EXERCISE REQUIREMENTS =
Output the data below exactly, down to the last character.

RECORDS FOR THE EXERCISE =

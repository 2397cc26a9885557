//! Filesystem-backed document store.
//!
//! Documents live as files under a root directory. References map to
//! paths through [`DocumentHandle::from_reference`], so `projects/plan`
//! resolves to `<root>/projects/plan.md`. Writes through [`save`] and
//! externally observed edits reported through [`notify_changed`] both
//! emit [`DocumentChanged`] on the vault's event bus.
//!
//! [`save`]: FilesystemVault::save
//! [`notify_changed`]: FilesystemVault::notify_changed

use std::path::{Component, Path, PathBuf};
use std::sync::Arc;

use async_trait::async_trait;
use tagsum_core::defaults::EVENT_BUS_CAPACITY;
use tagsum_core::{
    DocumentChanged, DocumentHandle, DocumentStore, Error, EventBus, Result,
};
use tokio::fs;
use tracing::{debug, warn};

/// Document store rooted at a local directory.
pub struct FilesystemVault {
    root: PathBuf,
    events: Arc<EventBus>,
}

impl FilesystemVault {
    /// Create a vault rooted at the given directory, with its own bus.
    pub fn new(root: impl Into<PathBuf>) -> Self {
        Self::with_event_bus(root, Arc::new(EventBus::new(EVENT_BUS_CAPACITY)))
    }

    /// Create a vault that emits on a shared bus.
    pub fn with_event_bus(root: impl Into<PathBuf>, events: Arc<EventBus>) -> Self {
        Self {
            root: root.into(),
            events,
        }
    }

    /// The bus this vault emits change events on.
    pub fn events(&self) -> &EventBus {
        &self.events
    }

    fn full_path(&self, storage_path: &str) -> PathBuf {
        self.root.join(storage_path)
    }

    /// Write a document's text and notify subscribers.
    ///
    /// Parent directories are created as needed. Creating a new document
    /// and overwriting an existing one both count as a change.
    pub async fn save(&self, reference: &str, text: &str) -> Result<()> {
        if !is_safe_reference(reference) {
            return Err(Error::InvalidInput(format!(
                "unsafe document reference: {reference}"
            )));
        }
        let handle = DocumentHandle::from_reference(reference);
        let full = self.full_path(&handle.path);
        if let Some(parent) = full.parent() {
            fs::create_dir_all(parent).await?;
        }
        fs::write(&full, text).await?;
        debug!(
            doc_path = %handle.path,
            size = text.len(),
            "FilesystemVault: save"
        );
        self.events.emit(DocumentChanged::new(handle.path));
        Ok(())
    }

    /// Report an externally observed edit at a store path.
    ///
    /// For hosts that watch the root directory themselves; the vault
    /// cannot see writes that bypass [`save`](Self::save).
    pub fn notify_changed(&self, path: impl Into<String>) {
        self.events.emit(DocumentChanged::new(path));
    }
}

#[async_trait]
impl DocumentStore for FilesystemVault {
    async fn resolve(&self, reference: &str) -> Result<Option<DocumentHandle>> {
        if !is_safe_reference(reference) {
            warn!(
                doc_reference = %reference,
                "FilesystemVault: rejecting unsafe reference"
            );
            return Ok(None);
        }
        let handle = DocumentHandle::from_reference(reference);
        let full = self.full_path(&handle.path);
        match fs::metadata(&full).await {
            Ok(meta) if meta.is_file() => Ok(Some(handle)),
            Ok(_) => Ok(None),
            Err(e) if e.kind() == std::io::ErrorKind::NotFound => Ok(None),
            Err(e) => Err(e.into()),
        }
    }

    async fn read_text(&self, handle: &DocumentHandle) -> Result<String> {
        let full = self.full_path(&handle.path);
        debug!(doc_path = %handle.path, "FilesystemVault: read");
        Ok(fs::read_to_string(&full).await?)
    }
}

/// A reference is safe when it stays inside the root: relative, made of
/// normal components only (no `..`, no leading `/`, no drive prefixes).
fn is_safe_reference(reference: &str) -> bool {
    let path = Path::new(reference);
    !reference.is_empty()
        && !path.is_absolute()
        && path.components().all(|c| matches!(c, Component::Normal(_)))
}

WRITTEN ANSWER =
repository 2397cc26a9885557
//! Filesystem-backed document store.
//!
//! Documents live as files under a root directory. References map to
//! paths through [`DocumentHandle::from_reference`], so `projects/plan`
//! resolves to `<root>/projects/plan.md`. Writes through [`save`] and
//! externally observed edits reported through [`notify_changed`] both
//! emit [`DocumentChanged`] on the vault's event bus.
//!
//! [`save`]: FilesystemVault::save
//! [`notify_changed`]: FilesystemVault::notify_changed

use std::path::{Component, Path, PathBuf};
use std::sync::Arc;

use async_trait::async_trait;
use tagsum_core::defaults::EVENT_BUS_CAPACITY;
use tagsum_core::{
    DocumentChanged, DocumentHandle, DocumentStore, Error, EventBus, Result,
};
use tokio::fs;
use tracing::{debug, warn};

/// Document store rooted at a local directory.
pub struct FilesystemVault {
    root: PathBuf,
    events: Arc<EventBus>,
}

impl FilesystemVault {
    /// Create a vault rooted at the given directory, with its own bus.
    pub fn new(root: impl Into<PathBuf>) -> Self {
        Self::with_event_bus(root, Arc::new(EventBus::new(EVENT_BUS_CAPACITY)))
    }

    /// Create a vault that emits on a shared bus.
    pub fn with_event_bus(root: impl Into<PathBuf>, events: Arc<EventBus>) -> Self {
        Self {
            root: root.into(),
            events,
        }
    }

    /// The bus this vault emits change events on.
    pub fn events(&self) -> &EventBus {
        &self.events
    }

    fn full_path(&self, storage_path: &str) -> PathBuf {
        self.root.join(storage_path)
    }

    /// Write a document's text and notify subscribers.
    ///
    /// Parent directories are created as needed. Creating a new document
    /// and overwriting an existing one both count as a change.
    pub async fn save(&self, reference: &str, text: &str) -> Result<()> {
        if !is_safe_reference(reference) {
            return Err(Error::InvalidInput(format!(
                "unsafe document reference: {reference}"
            )));
        }
        let handle = DocumentHandle::from_reference(reference);
        let full = self.full_path(&handle.path);
        if let Some(parent) = full.parent() {
            fs::create_dir_all(parent).await?;
        }
        fs::write(&full, text).await?;
        debug!(
            doc_path = %handle.path,
            size = text.len(),
            "FilesystemVault: save"
        );
        self.events.emit(DocumentChanged::new(handle.path));
        Ok(())
    }

    /// Report an externally observed edit at a store path.
    ///
    /// For hosts that watch the root directory themselves; the vault
    /// cannot see writes that bypass [`save`](Self::save).
    pub fn notify_changed(&self, path: impl Into<String>) {
        self.events.emit(DocumentChanged::new(path));
    }
}

#[async_trait]
impl DocumentStore for FilesystemVault {
    async fn resolve(&self, reference: &str) -> Result<Option<DocumentHandle>> {
        if !is_safe_reference(reference) {
            warn!(
                doc_reference = %reference,
                "FilesystemVault: rejecting unsafe reference"
            );
            return Ok(None);
        }
        let handle = DocumentHandle::from_reference(reference);
        let full = self.full_path(&handle.path);
        match fs::metadata(&full).await {
            Ok(meta) if meta.is_file() => Ok(Some(handle)),
            Ok(_) => Ok(None),
            Err(e) if e.kind() == std::io::ErrorKind::NotFound => Ok(None),
            Err(e) => Err(e.into()),
        }
    }

    async fn read_text(&self, handle: &DocumentHandle) -> Result<String> {
        let full = self.full_path(&handle.path);
        debug!(doc_path = %handle.path, "FilesystemVault: read");
        Ok(fs::read_to_string(&full).await?)
    }
}

/// A reference is safe when it stays inside the root: relative, made of
/// normal components only (no `..`, no leading `/`, no drive prefixes).
fn is_safe_reference(reference: &str) -> bool {
    let path = Path::new(reference);
    !reference.is_empty()
        && !path.is_absolute()
        && path.components().all(|c| matches!(c, Component::Normal(_)))
}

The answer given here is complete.